5. 每孔(除零孔)加*抗体工作液50ul，置37℃ 60分钟。

6. 洗板：同前。

7. 每孔(除零孔)加酶标抗体工作液100ul(两滴)，将反应板置37 oC 60分钟。

8. 洗板：同前。

9. 每孔加入底物液A、B各一滴，置37 oC避光反应15分钟。

10. 每孔加入1滴终止液混匀。

11. 在450nm处测吸光值。

白介素elisa检测试剂盒样本处理：

1、血清：室温血液自然凝固10-20分钟，离心20分钟左右（2000-3000转/分）。仔细收集上清，保存过程中如出现沉淀，应再次离心。

2、血浆：应根据标本的要求选择EDTA或柠檬酸钠作为抗凝剂，混合10-20分钟后，离心20分钟左右（2000-3000转/分）。仔细收集上清，保存过程中如有沉淀形成，应该再次离心。
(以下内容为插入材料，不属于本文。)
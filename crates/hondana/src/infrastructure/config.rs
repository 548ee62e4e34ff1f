use std::{
    iter,
    path::{Path, PathBuf},
};

use rand::{Rng, distr::Alphanumeric};
use serde::{Deserialize, Serialize};

#[derive(Deserialize, Serialize, Debug, Clone)]
pub struct Config {
    #[serde(skip)]
    path: PathBuf,
    #[serde(default = "default_port")]
    pub port: u16,
    #[serde(default = "default_database_path")]
    pub database_path: String,
    #[serde(default = "default_create_database")]
    pub create_database: bool,
    #[serde(default = "default_secret")]
    pub secret: String,
    #[serde(default = "default_token_expiry_days")]
    pub token_expiry_days: u64,
    /// Origins allowed to send credentialed requests. Empty means any
    /// origin, without credentials.
    #[serde(default)]
    pub allowed_origins: Vec<String>,
}

impl Default for Config {
    fn default() -> Self {
        Self {
            path: hondana_home().join("config.yml"),
            port: default_port(),
            database_path: default_database_path(),
            create_database: default_create_database(),
            secret: default_secret(),
            token_expiry_days: default_token_expiry_days(),
            allowed_origins: vec![],
        }
    }
}

fn hondana_home() -> PathBuf {
    match std::env::var("HONDANA_HOME") {
        Ok(path) => PathBuf::from(path),
        Err(_) => dirs::home_dir().expect("should have home").join(".hondana"),
    }
}

fn default_port() -> u16 {
    3001
}

fn default_secret() -> String {
    let mut rng = rand::rng();
    let chars = iter::repeat_with(|| rng.sample(Alphanumeric))
        .take(16)
        .collect();
    String::from_utf8(chars).unwrap()
}

fn default_database_path() -> String {
    let path = hondana_home();
    if !path.exists() {
        let _ = std::fs::create_dir_all(&path);
    }
    path.join("hondana.db").display().to_string()
}

fn default_create_database() -> bool {
    true
}

fn default_token_expiry_days() -> u64 {
    7
}

impl Config {
    pub fn open<P: AsRef<Path>>(path: Option<P>) -> Result<Config, anyhow::Error> {
        let config_path = match path {
            Some(p) => PathBuf::new().join(p),
            None => hondana_home().join("config.yml"),
        };

        match std::fs::File::open(config_path.clone()) {
            Ok(file) => {
                info!("Open config from {:?}", config_path);
                let mut cfg: Self = serde_yml::from_reader(file)?;
                cfg.path = config_path;
                Ok(cfg)
            }
            Err(_) => {
                let cfg = Config {
                    path: config_path,
                    ..Default::default()
                };
                cfg.save()?;
                info!("Write default config at {:?}", cfg.path);
                Ok(cfg)
            }
        }
    }

    pub fn save(&self) -> Result<(), anyhow::Error> {
        std::fs::write(&self.path, serde_yml::to_string(&self)?)?;

        Ok(())
    }
}

#[cfg(test)]
mod test {
    use super::*;

    #[test]
    fn test_default_secret_is_alphanumeric() {
        let secret = default_secret();

        assert_eq!(secret.len(), 16);
        assert!(secret.chars().all(|c| c.is_ascii_alphanumeric()));
    }
}
use crate::domain::entities::book::BookDigest;

#[derive(Debug, Clone)]
pub struct Genre {
    pub id: i64,
    pub name: String,
    pub description: Option<String>,
    pub books: Vec<BookDigest>,
}

#[derive(Debug, Clone)]
pub struct NewGenre {
    pub name: String,
    pub description: Option<String>,
}

#[derive(Debug, Clone, Default)]
pub struct GenreChanges {
    pub name: Option<String>,
    pub description: Option<String>,
}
3、尿液：用无菌管收集，离心20分钟左右（2000-3000转/分）。仔细收集上清，保存过程中如有沉淀形成，应再次离心。胸腹水、脑脊液参照实行。

4、细胞培养上清：检测分泌性的成份时，用无菌管收集。离心20分钟左右（2000-3000转/分）。仔细收集上清。检测细胞内的成份时，用PBS（PH7.2-7.4）稀释细胞悬液，细胞浓度达到100万/ml左右。通过反复冻融，以使细胞破坏并放出细胞内成份。离心20分钟左右（2000-3000转/分）。仔细收集上清。保存过程中如有沉淀形成，应再次离心。

5、组织标本：切割标本后，称取重量。加入一定量的PBS，PH7.4。用液氮迅速冷冻保存备用。标本融化后仍然保持2-8℃的温度。加入一定量的PBS（PH7.4），用手工或匀浆器将标本匀浆充分。离心20分钟左右（2000-3000转/分）。仔细收集上清。分装后一份待检测，其余冷冻备用。